Re: [Mesa-dev] Linux Graphics Next: Userspace submission update

2021-06-14 Thread Christian König
As long as we can figure out who touched to a certain sync object last 
that would indeed work, yes.


Christian.

Am 14.06.21 um 19:10 schrieb Marek Olšák:
The call to the hw scheduler has a limitation on the size of all 
parameters combined. I think we can only pass a 32-bit sequence number 
and a ~16-bit global (per-GPU) syncobj handle in one call and not much 
else.


The syncobj handle can be an element index in a global (per-GPU) 
syncobj table and it's read only for all processes with the exception 
of the signal command. Syncobjs can either have per VMID write access 
flags for the signal command (slow), or any process can write to any 
syncobjs and only rely on the kernel checking the write log (fast).

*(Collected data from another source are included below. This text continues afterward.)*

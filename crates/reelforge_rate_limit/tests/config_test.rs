use reelforge_core::CapabilityType;
use reelforge_rate_limit::ReelforgeConfig;
use std::io::Write;

fn write_config(contents: &str) -> anyhow::Result<tempfile::NamedTempFile> {
    let mut file = tempfile::Builder::new().suffix(".toml").tempfile()?;
    file.write_all(contents.as_bytes())?;
    Ok(file)
}

#[test]
fn partial_file_keeps_defaults() -> anyhow::Result<()> {
    let file = write_config(
        r#"
[pipeline]
max_concurrent_scenes = 6

[capabilities.llm]
default = "local"
rpm = 10

[capabilities.llm.settings.local]
model = "llama3"
"#,
    )?;

    let config = ReelforgeConfig::from_file(file.path())?;
    assert_eq!(config.pipeline.max_concurrent_scenes, 6);
    assert_eq!(config.pipeline.storyboard_attempts, 3);
    assert_eq!(config.retry.max_attempts, 3);
    assert_eq!(config.video.height, 1920);
    assert_eq!(config.default_capability(CapabilityType::Llm), Some("local"));
    assert_eq!(
        config.capability_settings(CapabilityType::Llm, "local"),
        Some(&serde_json::json!({"model": "llama3"}))
    );
    assert!(config.capability(CapabilityType::Tts).is_none());
    Ok(())
}

#[test]
fn zero_concurrency_is_rejected() -> anyhow::Result<()> {
    let file = write_config("[pipeline]\nmax_concurrent_scenes = 0\n")?;
    assert!(ReelforgeConfig::from_file(file.path()).is_err());
    Ok(())
}

#[test]
fn concurrency_beyond_semaphore_capacity_is_rejected() {
    let mut config = ReelforgeConfig::default();
    config.pipeline.max_concurrent_scenes = tokio::sync::Semaphore::MAX_PERMITS + 1;
    let err = config.validate().unwrap_err();
    assert!(err.to_string().contains("must not exceed"));

    config.pipeline.max_concurrent_scenes = tokio::sync::Semaphore::MAX_PERMITS;
    assert!(config.validate().is_ok());
}

#[test]
fn zero_attempts_is_rejected() -> anyhow::Result<()> {
    let file = write_config("[retry]\nmax_attempts = 0\n")?;
    assert!(ReelforgeConfig::from_file(file.path()).is_err());
    Ok(())
}

#[test]
fn zero_scene_duration_is_rejected() -> anyhow::Result<()> {
    let file = write_config("[pipeline]\ndefault_scene_seconds = 0.0\n")?;
    assert!(ReelforgeConfig::from_file(file.path()).is_err());
    Ok(())
}

#[test]
fn unknown_capability_type_is_rejected() -> anyhow::Result<()> {
    let file = write_config("[capabilities.video]\nrpm = 5\n")?;
    assert!(ReelforgeConfig::from_file(file.path()).is_err());
    Ok(())
}

#[test]
fn missing_file_is_an_error() {
    assert!(ReelforgeConfig::from_file("/definitely/not/here/reelforge.toml").is_err());
}

#[test]
fn bundled_defaults_validate() -> anyhow::Result<()> {
    let config = ReelforgeConfig::default();
    config.validate()?;
    assert_eq!(config.video_settings().fps(), &30);
    assert_eq!(config.image_options().width(), &1024);
    Ok(())
}
//! The mutable execution record of one generation request.

use chrono::{DateTime, Utc};
use reelforge_core::{
    BookInfo, ErrorRecord, GenerationResult, Scene, SceneStatus, StageName, StageStatus, Storyboard,
};
use reelforge_error::{PipelineError, PipelineErrorKind, ReelforgeError, ReelforgeResult};
use serde::Serialize;
use std::collections::BTreeMap;
use std::path::PathBuf;
use strum::IntoEnumIterator;
use tracing::{debug, info};
use uuid::Uuid;

/// Stage status, storyboard and ordered error list for one run.
///
/// Owned by the engine's run loop; scene tasks report back to it instead of
/// mutating it directly.
#[derive(Debug, Clone, Serialize, derive_getters::Getters)]
pub struct WorkflowRun {
    request_id: Uuid,
    title: Option<String>,
    book: Option<BookInfo>,
    storyboard: Option<Storyboard>,
    stage_status: BTreeMap<StageName, StageStatus>,
    errors: Vec<ErrorRecord>,
    started_at: DateTime<Utc>,
    finished_at: Option<DateTime<Utc>>,
}

impl WorkflowRun {
    /// Start a run with every stage pending.
    pub fn new(request_id: Uuid) -> Self {
        Self {
            request_id,
            title: None,
            book: None,
            storyboard: None,
            stage_status: StageName::iter().map(|s| (s, StageStatus::Pending)).collect(),
            errors: Vec::new(),
            started_at: Utc::now(),
            finished_at: None,
        }
    }

    /// Current status of a stage.
    pub fn stage(&self, stage: StageName) -> StageStatus {
        self.stage_status
            .get(&stage)
            .copied()
            .unwrap_or_default()
    }

    /// Move a stage forward.
    ///
    /// Allowed: pending to running, running to succeeded or failed, and
    /// pending to failed for checks that fail before the stage starts.
    ///
    /// # Errors
    ///
    /// Returns `StageTransition` for any other move.
    pub fn transition(&mut self, stage: StageName, to: StageStatus) -> ReelforgeResult<()> {
        let from = self.stage(stage);
        let allowed = matches!(
            (from, to),
            (StageStatus::Pending, StageStatus::Running)
                | (StageStatus::Running, StageStatus::Succeeded)
                | (StageStatus::Running, StageStatus::Failed)
                | (StageStatus::Pending, StageStatus::Failed)
        );
        if !allowed {
            return Err(PipelineError::new(PipelineErrorKind::StageTransition(format!(
                "{} cannot move from {} to {}",
                stage, from, to
            )))
            .into());
        }
        info!(request_id = %self.request_id, %stage, %from, %to, "Stage transition");
        self.stage_status.insert(stage, to);
        Ok(())
    }

    /// Append an error to the ordered list.
    pub fn record_error(
        &mut self,
        stage: StageName,
        scene_index: Option<usize>,
        error: &ReelforgeError,
    ) {
        debug!(request_id = %self.request_id, %stage, ?scene_index, error = %error, "Recording error");
        self.errors
            .push(ErrorRecord::from_error(stage, scene_index, error));
    }

    /// Set the resolved title.
    pub fn set_title(&mut self, title: impl Into<String>) {
        self.title = Some(title.into());
    }

    /// Set what is known about the book being summarized.
    pub fn set_book(&mut self, book: BookInfo) {
        self.book = Some(book);
    }

    /// Extension fields for frames: book fields overlaid by the request's own.
    pub fn frame_ext(
        &self,
        request_ext: &BTreeMap<String, serde_json::Value>,
    ) -> BTreeMap<String, serde_json::Value> {
        let mut ext = self
            .book
            .as_ref()
            .map(BookInfo::frame_fields)
            .unwrap_or_default();
        ext.extend(request_ext.iter().map(|(k, v)| (k.clone(), v.clone())));
        ext
    }

    /// Attach the storyboard produced by the first stage.
    ///
    /// # Errors
    ///
    /// Returns `StageTransition` if a storyboard is already attached.
    pub fn set_storyboard(&mut self, storyboard: Storyboard) -> ReelforgeResult<()> {
        if self.storyboard.is_some() {
            return Err(PipelineError::new(PipelineErrorKind::StageTransition(
                "storyboard already set".to_string(),
            ))
            .into());
        }
        self.storyboard = Some(storyboard);
        Ok(())
    }

    /// Write back a processed scene. Returns false if there is no matching scene.
    pub fn update_scene(&mut self, scene: Scene) -> bool {
        self.storyboard
            .as_mut()
            .is_some_and(|board| board.update_scene(scene))
    }

    /// Scenes of the storyboard, empty before it exists.
    pub fn scenes(&self) -> &[Scene] {
        self.storyboard
            .as_ref()
            .map(|b| b.scenes().as_slice())
            .unwrap_or_default()
    }

    /// Status of every scene by index.
    pub fn scene_statuses(&self) -> BTreeMap<usize, SceneStatus> {
        self.scenes()
            .iter()
            .map(|s| (*s.index(), *s.status()))
            .collect()
    }

    /// Scenes that can go into the video.
    pub fn usable_scene_count(&self) -> usize {
        self.scenes()
            .iter()
            .filter(|s| s.status().is_usable())
            .count()
    }

    /// Storyboard succeeded and at least one scene is usable.
    pub fn is_successful(&self) -> bool {
        self.stage(StageName::Storyboard) == StageStatus::Succeeded
            && self.usable_scene_count() > 0
    }

    /// Stamp the finish time.
    pub fn finish(&mut self) {
        self.finished_at = Some(Utc::now());
    }

    /// Report the run as a result.
    ///
    /// `video` is the output path and duration when composition succeeded;
    /// without it the result is a failure.
    pub fn to_result(&self, video: Option<(PathBuf, f64, Vec<usize>)>) -> GenerationResult {
        match video {
            Some((path, duration_seconds, scenes_included)) if self.is_successful() => {
                let per_scene_errors = self
                    .errors
                    .iter()
                    .filter(|e| e.scene_index().is_some())
                    .cloned()
                    .collect();
                GenerationResult {
                    request_id: self.request_id,
                    title: self.title.clone(),
                    video_path: Some(path),
                    duration_seconds,
                    scenes_included,
                    per_scene_errors,
                    errors: self.errors.clone(),
                    success: true,
                }
            }
            _ => GenerationResult::failed(self.request_id, self.title.clone(), self.errors.clone()),
        }
    }
}
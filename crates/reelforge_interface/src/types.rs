//! Collaborator request and response types.

use reelforge_core::{ArtifactRef, BackgroundMusic, VideoSettings};
use serde::{Deserialize, Serialize};
use std::collections::BTreeMap;
use std::path::PathBuf;

/// A bound template ready for rendering.
#[derive(Debug, Clone, PartialEq, Serialize, Deserialize, derive_getters::Getters)]
pub struct RenderRequest {
    template_id: String,
    markup: String,
    fields: BTreeMap<String, String>,
    width: u32,
    height: u32,
}

impl RenderRequest {
    /// Create a render request.
    pub fn new(
        template_id: impl Into<String>,
        markup: impl Into<String>,
        fields: BTreeMap<String, String>,
        width: u32,
        height: u32,
    ) -> Self {
        Self {
            template_id: template_id.into(),
            markup: markup.into(),
            fields,
            width,
            height,
        }
    }
}

/// One scene's slot in the final video.
#[derive(Debug, Clone, PartialEq, Serialize, Deserialize, derive_getters::Getters)]
pub struct VideoSegment {
    scene_index: usize,
    frame: ArtifactRef,
    audio: Option<ArtifactRef>,
    duration_seconds: f64,
}

impl VideoSegment {
    /// Create a segment.
    pub fn new(
        scene_index: usize,
        frame: ArtifactRef,
        audio: Option<ArtifactRef>,
        duration_seconds: f64,
    ) -> Self {
        Self {
            scene_index,
            frame,
            audio,
            duration_seconds,
        }
    }
}

/// Everything the encoder needs, segments already in playback order.
#[derive(Debug, Clone, PartialEq, Serialize, Deserialize, derive_getters::Getters)]
pub struct EncodeJob {
    segments: Vec<VideoSegment>,
    bgm: Option<BackgroundMusic>,
    settings: VideoSettings,
    output_path: PathBuf,
}

impl EncodeJob {
    /// Create an encode job.
    pub fn new(
        segments: Vec<VideoSegment>,
        bgm: Option<BackgroundMusic>,
        settings: VideoSettings,
        output_path: PathBuf,
    ) -> Self {
        Self {
            segments,
            bgm,
            settings,
            output_path,
        }
    }

    /// Sum of segment durations.
    pub fn total_duration(&self) -> f64 {
        self.segments.iter().map(|s| s.duration_seconds).sum()
    }
}

/// Encoder output.
#[derive(Debug, Clone, PartialEq, Serialize, Deserialize)]
pub struct EncodedVideo {
    /// Where the video was written
    pub path: PathBuf,
    /// Video length in seconds
    pub duration_seconds: f64,
}
//! Core data types for the Reelforge workflow engine.
//!
//! This crate provides the plain data model shared by every other crate:
//! capability keys, storyboards and scenes, generation requests and results,
//! run bookkeeping records and progress events.

#![forbid(unsafe_code)]
#![warn(missing_docs)]

mod capability;
mod media;
mod options;
mod progress;
mod record;
mod request;
mod result;
mod scene;
mod source;

pub use capability::{CapabilityKey, CapabilityType};
pub use media::{ArtifactKind, ArtifactRef, AudioClip, ImageAsset};
pub use options::{
    BackgroundMusic, BgmMode, CompletionOptions, ImageOptions, ImageStyle, ResponseFormat,
    StylePreset, VideoSettings, VoiceOptions,
};
pub use progress::{ProgressEvent, ProgressKind};
pub use record::{ErrorRecord, FailureKind, StageName, StageStatus};
pub use request::{CapabilitySelection, GenerationRequest, GenerationRequestBuilder};
pub use result::GenerationResult;
pub use scene::{Scene, SceneBeat, SceneStatus, Storyboard};
pub use source::{BookInfo, ContentSource};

In any case, we can execute the memory write in the queue engine and 
only use the hw scheduler for logging, which would be perfect.


Marek

On Thu, Jun 10, 2021 at 12:33 PM Christian König 
> wrote:


Hi guys,

maybe soften that a bit. Reading from the shared memory of the
user fence is ok for everybody. What we need to take more care of
is the writing side.

So my current thinking is that we allow read only access, but
writing a new sequence value needs to go through the scheduler/kernel.

So when the CPU wants to signal a timeline fence it needs to call
an IOCTL. When the GPU wants to signal the timeline fence it needs
to hand that of to the hardware scheduler.

If we lockup the kernel can check with the hardware who did the
last write and what value was written.

That together with an IOCTL to give out sequence number for
implicit sync to applications should be sufficient for the kernel
to track who is responsible if something bad happens.

In other words when the hardware says that the shader wrote stuff
like 0xdeadbeef 0x0 or 0x into memory we kill the process
who did that.

If the hardware says that seq - 1 was written fine, but seq is
missing then the kernel blames whoever was supposed to write seq.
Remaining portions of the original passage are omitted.